Other records of Clearing-house operations may be made possessing practical value. Says Col. W. M. Grosvenor, in a paper which was read at the Convention of the American Bankers' Association in 1882 : "In the mere observation of the course of exchanges in different sections and at different localities, many business men affirm that they have gained important advantages. They have been warned in season, when the business of a distant city was being diverted to others, or depressed by social or political influences. They have been advised in season, by gradually expanding exchanges, that industry in a distant region was reviving, and prompt effort in that direction has been rewarded. Investors have been guided in the choice of securities by evidence of rapid growth in the business of cities. Lenders have been warned by unnatural expansion and violent fluctuation in the exchanges at a particular city, that excessive speculation was approaching its climax there, so that loans were 'extra-hazardous.' Information of more general importance has repeatedly been obtained. The inquiry is yet in its infancy, and comparatively little is known of the meaning of records which, in due time, will enable men to note the coming of many financial storms as surely as the march of an area of low barometer across the country is traced by the signal service."

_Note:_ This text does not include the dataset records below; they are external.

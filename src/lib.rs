//! CSS selector builder plus the small object helpers that travel with it.
//!
//! ```rust
//! use selector_kit::{Combinator, facade};
//!
//! let row = facade::element("tr")?.pseudo_class("nth-of-type(even)")?;
//! let cell = facade::element("td")?.pseudo_class("nth-of-type(even)")?;
//! let table = facade::element("table")?.id("data")?;
//!
//! let selector = facade::combine(&table, Combinator::GeneralSibling, &facade::combine(&row, " ", &cell));
//! assert_eq!(
//!     selector.to_string(),
//!     "table#data ~ tr:nth-of-type(even)   td:nth-of-type(even)"
//! );
//! # Ok::<(), selector_kit::KitError>(())
//! ```

pub mod error;
mod log_init;

pub use cssb::{
    CombinedSelector, Combinator, PartKind, SelectorBuilder, SelectorError, SelectorPolicy,
    Stringify, facade,
};
pub use error::{KitError, Result};
pub use log_init::init_logger;
pub use objects::{Rectangle, from_json, to_json};

// Re-export the log crate so users can use selector_kit::log::info!, etc.
pub use log;
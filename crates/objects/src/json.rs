//! JSON encode/decode helpers.
//!
//! Decoding targets a concrete type, so the decoded value comes back with
//! that type's methods available.
//!
//! ```rust
//! use objects::{Rectangle, from_json};
//!
//! let r: Rectangle = from_json(r#"{"width":10,"height":20}"#).unwrap();
//! assert_eq!(r.area(), 200.0);
//! ```

use serde::Serialize;
use serde::de::DeserializeOwned;

use crate::error::Result;

/// Compact JSON text for `value`.
pub fn to_json<T: Serialize + ?Sized>(value: &T) -> Result<String> {
    Ok(serde_json::to_string(value)?)
}

/// Parses `json` into a `T`. Fields `T` does not know about are ignored.
pub fn from_json<T: DeserializeOwned>(json: &str) -> Result<T> {
    Ok(serde_json::from_str(json)?)
}
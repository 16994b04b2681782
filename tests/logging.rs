//! File logger installation.

use selector_kit::{KitError, facade, init_logger};

#[test]
fn test_logger_records_rejected_parts() {
    let path = std::env::temp_dir().join(format!("selector-kit-{}.log", std::process::id()));
    let _ = std::fs::remove_file(&path);

    init_logger(&path).unwrap();

    let err = facade::class("x").unwrap().element("div").unwrap_err();
    log::logger().flush();

    let contents = std::fs::read_to_string(&path).unwrap();
    assert!(contents.contains("[DEBUG]"));
    assert!(contents.contains(&err.to_string()));

    // Only one logger per process.
    assert!(matches!(
        init_logger(&path),
        Err(KitError::LoggerAlreadySet(_))
    ));

    let _ = std::fs::remove_file(&path);
}
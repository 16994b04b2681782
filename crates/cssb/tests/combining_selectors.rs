//! Integration tests for combining selectors with combinators.

use cssb::{Combinator, SelectorBuilder, facade};

// ============================================================================
// SIMPLE COMBINATIONS
// ============================================================================

#[test]
fn test_adjacent_sibling() {
    let combined = facade::combine(
        &facade::element("div").unwrap().id("main").unwrap(),
        "+",
        &facade::element("table").unwrap().id("data").unwrap(),
    );
    assert_eq!(combined.stringify(), "div#main + table#data");
}

#[test]
fn test_child_with_enum() {
    let combined = facade::combine(
        &facade::element("ul").unwrap(),
        Combinator::Child,
        &facade::element("li").unwrap(),
    );
    assert_eq!(combined.stringify(), "ul > li");
}

#[test]
fn test_general_sibling_method_form() {
    let a = facade::element("h1").unwrap();
    let b = facade::element("p").unwrap();
    assert_eq!(a.combine(&b, "~").stringify(), "h1 ~ p");
}

#[test]
fn test_opaque_combinator_text() {
    let combined = facade::combine(
        &facade::element("col").unwrap(),
        "||",
        &facade::element("td").unwrap(),
    );
    assert_eq!(combined.stringify(), "col || td");
}

#[test]
fn test_combine_with_empty_builder() {
    let combined = facade::combine(&SelectorBuilder::new(), ">", &facade::element("p").unwrap());
    assert_eq!(combined.stringify(), " > p");
}

#[test]
fn test_combine_matches_operand_stringify() {
    let a = facade::class("x").unwrap().pseudo_class("hover").unwrap();
    let b = facade::attr("lang").unwrap();
    let combined = facade::combine(&a, "+", &b);
    assert_eq!(
        combined.stringify(),
        format!("{} + {}", a.stringify(), b.stringify())
    );
}

// ============================================================================
// NESTED COMBINATIONS
// ============================================================================

#[test]
fn test_nested_combination() {
    let combined = facade::combine(
        &facade::element("div")
            .unwrap()
            .id("main")
            .unwrap()
            .class("container")
            .unwrap()
            .class("draggable")
            .unwrap(),
        "+",
        &facade::combine(
            &facade::element("table").unwrap().id("data").unwrap(),
            "~",
            &facade::combine(
                &facade::element("tr")
                    .unwrap()
                    .pseudo_class("nth-of-type(even)")
                    .unwrap(),
                " ",
                &facade::element("td")
                    .unwrap()
                    .pseudo_class("nth-of-type(even)")
                    .unwrap(),
            ),
        ),
    );

    insta::assert_snapshot!(
        combined.stringify(),
        @"div#main.container.draggable + table#data ~ tr:nth-of-type(even)   td:nth-of-type(even)"
    );
}

#[test]
fn test_combined_on_left() {
    let left = facade::combine(
        &facade::element("nav").unwrap(),
        ">",
        &facade::element("ul").unwrap(),
    );
    let combined = left.combine(&facade::element("li").unwrap(), ">");
    assert_eq!(combined.stringify(), "nav > ul > li");
}

#[test]
fn test_combined_on_both_sides() {
    let left = facade::combine(&facade::element("a").unwrap(), "+", &facade::element("b").unwrap());
    let right = facade::combine(&facade::element("c").unwrap(), "~", &facade::element("d").unwrap());
    let combined = facade::combine(&left, ">", &right);
    assert_eq!(combined.stringify(), "a + b > c ~ d");
    assert_eq!(combined.to_string(), combined.stringify());
}

#[test]
fn test_operands_unchanged_after_combine() {
    let a = facade::element("div").unwrap();
    let b = facade::element("p").unwrap();
    let _ = facade::combine(&a, " ", &b);
    assert_eq!(a.stringify(), "div");
    assert_eq!(b.class("x").unwrap().stringify(), "p.x");
}
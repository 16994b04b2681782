//! Validation policy for selector builders.

use crate::part::{PartKind, PartKinds};

/// Which part kinds may occur at most once in a single selector.
///
/// The default limits element, id and pseudo-element. Ordering is always
/// enforced regardless of policy.
#[derive(Clone, Copy, Debug, PartialEq, Eq)]
pub struct SelectorPolicy {
    unique: PartKinds,
}

impl Default for SelectorPolicy {
    fn default() -> Self {
        Self {
            unique: PartKinds::ELEMENT | PartKinds::ID | PartKinds::PSEUDO_ELEMENT,
        }
    }
}

impl SelectorPolicy {
    /// The default policy with attributes also limited to one occurrence.
    pub fn strict_attributes() -> Self {
        Self::default().with_unique(PartKinds::ATTRIBUTE)
    }

    /// Adds `kinds` to the set of single-occurrence kinds.
    pub fn with_unique(mut self, kinds: PartKinds) -> Self {
        self.unique |= kinds;
        self
    }

    pub fn unique(&self) -> PartKinds {
        self.unique
    }

    pub fn is_unique(&self, kind: PartKind) -> bool {
        self.unique.contains(kind.flag())
    }
}
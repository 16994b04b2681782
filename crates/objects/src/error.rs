//! Error types for JSON round-tripping.

use thiserror::Error;

#[derive(Error, Debug)]
pub enum ObjectError {
    #[error("JSON error: {0}")]
    Json(#[from] serde_json::Error),
}

pub type Result<T> = std::result::Result<T, ObjectError>;
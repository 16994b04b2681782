use serde::{Deserialize, Serialize};

/// An axis-aligned rectangle described only by its size.
#[derive(Clone, Copy, Debug, Default, PartialEq, Serialize, Deserialize)]
pub struct Rectangle {
    pub width: f64,
    pub height: f64,
}

impl Rectangle {
    pub fn new(width: f64, height: f64) -> Self {
        Self { width, height }
    }

    pub fn area(&self) -> f64 {
        self.width * self.height
    }
}

#[cfg(test)]
mod tests {
    use super::*;

    #[test]
    fn area_is_width_times_height() {
        let r = Rectangle::new(10.0, 20.0);
        assert_eq!(r.width, 10.0);
        assert_eq!(r.height, 20.0);
        assert_eq!(r.area(), 200.0);
    }

    #[test]
    fn zero_sized() {
        assert_eq!(Rectangle::default().area(), 0.0);
    }
}
use log::{Level, LevelFilter, Metadata, Record};
use std::fs::{File, OpenOptions};
use std::io::Write;
use std::path::Path;
use std::sync::Mutex;

use crate::error::Result;

struct FileLogger {
    file: Mutex<File>,
}

impl log::Log for FileLogger {
    fn enabled(&self, metadata: &Metadata) -> bool {
        metadata.level() <= Level::Debug
    }

    fn log(&self, record: &Record) {
        if self.enabled(record.metadata()) {
            if let Ok(mut file) = self.file.lock() {
                let _ = writeln!(
                    file,
                    "[{}] {}: {}",
                    record.level(),
                    record.target(),
                    record.args()
                );
            }
        }
    }

    fn flush(&self) {
        if let Ok(mut file) = self.file.lock() {
            let _ = file.flush();
        }
    }
}

/// Appends `Debug` and above to the file at `path`.
///
/// Fails if the file cannot be opened or a logger is already installed.
pub fn init_logger(path: impl AsRef<Path>) -> Result<()> {
    let file = OpenOptions::new()
        .create(true)
        .append(true)
        .open(path.as_ref())?;
    let logger = FileLogger {
        file: Mutex::new(file),
    };
    log::set_boxed_logger(Box::new(logger))?;
    log::set_max_level(LevelFilter::Debug);
    Ok(())
}
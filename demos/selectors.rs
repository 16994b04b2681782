//! Builds a few selectors and prints them.
//!
//! Run with `cargo run --example selectors`. Rejected parts are logged to
//! `selectors.log`.

use selector_kit::{Combinator, Rectangle, facade, init_logger, to_json};

fn main() -> selector_kit::Result<()> {
    init_logger("selectors.log")?;

    let editable = facade::id("main")?.class("container")?.class("editable")?;
    println!("{editable}");

    let image_link = facade::element("a")?
        .attr(r#"href$=".png""#)?
        .pseudo_class("focus")?;
    println!("{image_link}");

    let siblings = facade::combine(
        &facade::element("div")?.id("main")?,
        Combinator::AdjacentSibling,
        &facade::element("table")?.id("data")?,
    );
    println!("{siblings}");

    if let Err(err) = facade::class("x")?.element("div") {
        println!("rejected: {err}");
    }

    let area = Rectangle::new(10.0, 20.0);
    println!("{} has area {}", to_json(&area)?, area.area());

    Ok(())
}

At the last meeting (1884) of the Bankers' Association, Mr. Comegys, President of the Philadelphia National Bank, suggested that the Clearing-house might keep another record, with a brief explanation of which we shall close this chapter. The risks and losses growing out of the purchase of one-name paper are well understood, especially among bankers. To lessen the risk thus incurred, he proposed that a credit-ledger should be opened in the Clearing-house of any city, in which should be kept a record of the names of payers and endorsers, and dates of maturity of all notes amounting to one thousand dollars, or more, held by the banks, purchased of brokers. The reports of such paper, he further proposed, should be made to the Clearing-house anonymously, and information concerning such names should be given only to members of the Clearing-house. Large sums of money, he declared, might be saved to banks by means of this information.